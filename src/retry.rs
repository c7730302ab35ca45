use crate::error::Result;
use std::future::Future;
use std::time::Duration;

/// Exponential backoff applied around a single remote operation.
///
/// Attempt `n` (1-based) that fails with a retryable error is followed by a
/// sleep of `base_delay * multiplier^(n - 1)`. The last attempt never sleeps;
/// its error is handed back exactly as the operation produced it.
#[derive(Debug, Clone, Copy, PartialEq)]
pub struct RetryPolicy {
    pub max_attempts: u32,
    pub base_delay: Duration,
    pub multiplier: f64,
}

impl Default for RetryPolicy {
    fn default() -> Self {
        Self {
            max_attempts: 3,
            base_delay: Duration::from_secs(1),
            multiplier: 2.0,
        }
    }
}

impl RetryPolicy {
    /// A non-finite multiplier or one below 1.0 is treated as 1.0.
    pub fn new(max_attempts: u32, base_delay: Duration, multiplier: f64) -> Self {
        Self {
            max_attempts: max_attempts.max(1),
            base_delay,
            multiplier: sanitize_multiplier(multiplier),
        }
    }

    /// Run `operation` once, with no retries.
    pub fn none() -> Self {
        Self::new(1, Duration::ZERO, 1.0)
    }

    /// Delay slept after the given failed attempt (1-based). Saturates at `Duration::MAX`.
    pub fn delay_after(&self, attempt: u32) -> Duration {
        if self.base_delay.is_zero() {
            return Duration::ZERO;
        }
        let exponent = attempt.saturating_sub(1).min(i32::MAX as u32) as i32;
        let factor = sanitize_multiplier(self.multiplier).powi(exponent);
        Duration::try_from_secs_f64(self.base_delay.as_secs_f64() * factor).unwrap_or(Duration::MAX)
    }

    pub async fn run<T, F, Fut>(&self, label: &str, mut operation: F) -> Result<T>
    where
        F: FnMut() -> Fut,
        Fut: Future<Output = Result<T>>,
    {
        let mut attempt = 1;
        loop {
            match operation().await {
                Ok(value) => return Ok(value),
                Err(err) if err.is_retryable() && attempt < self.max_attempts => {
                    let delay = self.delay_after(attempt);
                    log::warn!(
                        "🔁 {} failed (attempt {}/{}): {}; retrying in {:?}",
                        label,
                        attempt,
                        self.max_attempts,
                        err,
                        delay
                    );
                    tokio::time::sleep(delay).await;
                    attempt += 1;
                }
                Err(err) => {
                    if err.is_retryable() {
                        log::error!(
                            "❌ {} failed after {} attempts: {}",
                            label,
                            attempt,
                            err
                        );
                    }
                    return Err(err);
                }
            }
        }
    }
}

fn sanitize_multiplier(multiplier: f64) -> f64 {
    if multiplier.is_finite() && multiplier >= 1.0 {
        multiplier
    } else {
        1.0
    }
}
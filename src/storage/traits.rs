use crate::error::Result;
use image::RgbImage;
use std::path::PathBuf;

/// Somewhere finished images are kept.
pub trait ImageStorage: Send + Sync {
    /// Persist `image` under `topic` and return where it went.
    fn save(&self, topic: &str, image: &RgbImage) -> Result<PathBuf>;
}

- _What is required_:
In full and without edits, return the listing.

- _Solution to the problem_:
filename src/retry.rs
repository c7730302ab35ca45
use crate::error::Result;
use std::future::Future;
use std::time::Duration;

/// Exponential backoff applied around a single remote operation.
///
/// Attempt `n` (1-based) that fails with a retryable error is followed by a
/// sleep of `base_delay * multiplier^(n - 1)`. The last attempt never sleeps;
/// its error is handed back exactly as the operation produced it.
#[derive(Debug, Clone, Copy, PartialEq)]
pub struct RetryPolicy {
    pub max_attempts: u32,
    pub base_delay: Duration,
    pub multiplier: f64,
}

impl Default for RetryPolicy {
    fn default() -> Self {
        Self {
            max_attempts: 3,
            base_delay: Duration::from_secs(1),
            multiplier: 2.0,
        }
    }
}

impl RetryPolicy {
    /// A non-finite multiplier or one below 1.0 is treated as 1.0.
    pub fn new(max_attempts: u32, base_delay: Duration, multiplier: f64) -> Self {
        Self {
            max_attempts: max_attempts.max(1),
            base_delay,
            multiplier: sanitize_multiplier(multiplier),
        }
    }

    /// Run `operation` once, with no retries.
    pub fn none() -> Self {
        Self::new(1, Duration::ZERO, 1.0)
    }

    /// Delay slept after the given failed attempt (1-based). Saturates at `Duration::MAX`.
    pub fn delay_after(&self, attempt: u32) -> Duration {
        if self.base_delay.is_zero() {
            return Duration::ZERO;
        }
        let exponent = attempt.saturating_sub(1).min(i32::MAX as u32) as i32;
        let factor = sanitize_multiplier(self.multiplier).powi(exponent);
        Duration::try_from_secs_f64(self.base_delay.as_secs_f64() * factor).unwrap_or(Duration::MAX)
    }

    pub async fn run<T, F, Fut>(&self, label: &str, mut operation: F) -> Result<T>
    where
        F: FnMut() -> Fut,
        Fut: Future<Output = Result<T>>,
    {
        let mut attempt = 1;
        loop {
            match operation().await {
                Ok(value) => return Ok(value),
                Err(err) if err.is_retryable() && attempt < self.max_attempts => {
                    let delay = self.delay_after(attempt);
                    log::warn!(
                        "🔁 {} failed (attempt {}/{}): {}; retrying in {:?}",
                        label,
                        attempt,
                        self.max_attempts,
                        err,
                        delay
                    );
                    tokio::time::sleep(delay).await;
                    attempt += 1;
                }
                Err(err) => {
                    if err.is_retryable() {
                        log::error!(
                            "❌ {} failed after {} attempts: {}",
                            label,
                            attempt,
                            err
                        );
                    }
                    return Err(err);
                }
            }
        }
    }
}

fn sanitize_multiplier(multiplier: f64) -> f64 {
    if multiplier.is_finite() && multiplier >= 1.0 {
        multiplier
    } else {
        1.0
    }
}
filename src/storage/traits.rs
use crate::error::Result;
use image::RgbImage;
use std::path::PathBuf;

/// Somewhere finished images are kept.
pub trait ImageStorage: Send + Sync {
    /// Persist `image` under `topic` and return where it went.
    fn save(&self, topic: &str, image: &RgbImage) -> Result<PathBuf>;
}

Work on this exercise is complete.